MARINA ABRAMOVIĆ: QUANDO L’ARTE È UNA PERFORMANCE

Marina Abramović e il Museo CODA, fonte Wikipedia licenza Creative Commons Attribution 3.0 Unported .

MILANO. Marina Abramovićnasce il 30 novembre 1946 a Belgrado. La sua formazione artistica si attua presso l’Accademia di Belle Arti di questa città e già dall’inizio degli anni settanta abbandona i tradizionali mezzi espressivi come il disegno e la pittura e si orienta verso una dimensione più concettuale che contempla, oltre al proprio corpo, anche il suono e, in generale la performance. Sicuramente l’artista più importante che la Abramovic incontra, in quell’inizio degli anni settanta, è il tedesco Joseph Beuys, uno degli artisti più influenti del XX secolo. Altro artista determinante per le scelte espressive dell’artista serba è il rappresentante più famoso dell’Azionismo Viennese, Hermann Nitsch.

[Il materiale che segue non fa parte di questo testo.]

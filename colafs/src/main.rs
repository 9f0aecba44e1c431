//! Mounts a COLA filesystem backing file at a mountpoint via FUSE.
//!
//! Usage: `colafs <backing-file> <mountpoint>`
//!
//! The backing file is created (and zero-initialized) if it doesn't
//! already exist; an existing one is mounted as-is.

mod bridge;
mod inode;

use std::process::ExitCode;

use colafs_fs::ColaFs;
use fuser::MountOption;

use bridge::Bridge;

fn main() -> ExitCode {
    env_logger::init();

    let mut args = std::env::args().skip(1);
    let (Some(backing_path), Some(mountpoint)) = (args.next(), args.next()) else {
        eprintln!("usage: colafs <backing-file> <mountpoint>");
        return ExitCode::FAILURE;
    };

    // Block size for freshly created backing files; existing files keep
    // whatever layout they were created with regardless of the host's
    // current page size.
    let block_size = page_size::get() as u64;

    let store = match colafs_store::std_fs::open_or_create(backing_path.as_ref(), block_size) {
        Ok(store) => store,
        Err(e) => {
            log::error!("failed to open backing file {backing_path:?}: {e}");
            return ExitCode::FAILURE;
        }
    };

    let fs = Bridge::new(ColaFs::new(store));
    let options = [MountOption::FSName("colafs".to_string()), MountOption::DefaultPermissions];

    if let Err(e) = fuser::mount2(fs, &mountpoint, &options) {
        log::error!("mount on {mountpoint:?} failed: {e}");
        return ExitCode::FAILURE;
    }

    ExitCode::SUCCESS
}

Da questo periodo in poi Marina Abramovic è come se mettesse il proprio corpo a disposizione degli spettatori delle sue celebri performance, a volte anche molto rischiose, perchè la Body Art, il corpo come linguaggio, prevede anche azioni estreme attuate, appunto, sul corpo dell’artista, o per propria volontà o per volontà di chi partecipa a queste azioni.

Nel 1975 Abramovic incontra l’artista Ulay che diventerà suo compagno di vita e di lavoro. I due sono continuamente in viaggio per proporre le loro performance, le loro azioni, spesso con i loro corpi nudi, come fossero tele bianche da riempire non con forme e colori ma con il vissuto stesso che deriva a seconda di quello che propongono e che prevede anche lividi, sangue, ecchimosi, ecc…

Nel 1982, Abramovic e Ulay, per approfondire la tecnica della meditazione, molto importante per le loro opere, vanno in India e incontrano il Dalai Lama. I due, per i loro lavori, si servono sempre più di strumenti documentativi come foto e video. La loro relazione sentimentale termina intorno al 1987, dopo dodici anni vissuti intensamente, anche se, per un po’, continueranno ancora a lavorare insieme. 

Anche il loro addio diventa motivo di interesse artistico infatti, dopo aver camminato per circa tre mesi lungo la Grande Muraglia, lei da una parte e lui dall’altra, una volta incontrati, si lasceranno per sempre.

Da notare che questa performance aveva il titolo di “The Lovers”, gli amanti. Intanto la fama dell’artista cresce notevolmente ed ottieni diversi e importanti riconoscimenti come quello di rappresentare Serbia e Montenegro alla Biennale di Venezia del 1997 dove vince il “Leone d’oro”, come migliore artista, con l’opera “Balkan Baroque”, con riferimento alla guerra dei Balcani di quegli anni novanta.

Questa performance vede l’artista ripulire da sangue e cartilagini circa due tonnellate di ossa animali, in mezzo a un fetore e a un senso di schifo e repulsione. Sicuramente, una delle azioni più famose di questi ultimi anni, è la performance “The Artist is Present”, del 2010, presentata al MoMA di New York che vede la Abramovic seduta per otto ore al giorno, fissa, immobile, per tre mesi, mentre gli spettatori, a turno, potevano sedersi di fronte a lei, in assoluto silenzio. Nel 2018 una grande mostra dell’artista serba viene fatta a Firenze, a Palazzo Strozzi, mentre l’anno dopo è alla Pinacoteca Ambrosiana di Milano dove viene presentata “Estasi”, un omaggio a Santa Teresa d’Avila.

L’ultima grande mostra di Marina Abramovic è prevista per quest’anno alla Royal Academy di Londra, praticamente una summa di cinquanta anni di lavoro di questa artista che ha esibito il proprio corpo senza sconti, senza limitazioni e, sempre, al servizio dell’arte. Un corpo che è stato messo, spesso, a dura prova, quasi l’artista volesse rendersi conto, sondare, esaminare il proprio limite fisico e mentale, insomma sin dove poteva arrivare, stabilendo, sempre, un forte campo d’energia tra lei e il pubblico che diventa parte attiva del suo lavoro, anche perché, come lei stessa afferma, “Senza il pubblico la performance non ha alcun senso, perché, come sosteneva Duchamp, è il pubblico a completare l’opera d’arte. Nel caso della performance, direi che pubblico e performer non sono solo complementari, ma quasi inseparabili”.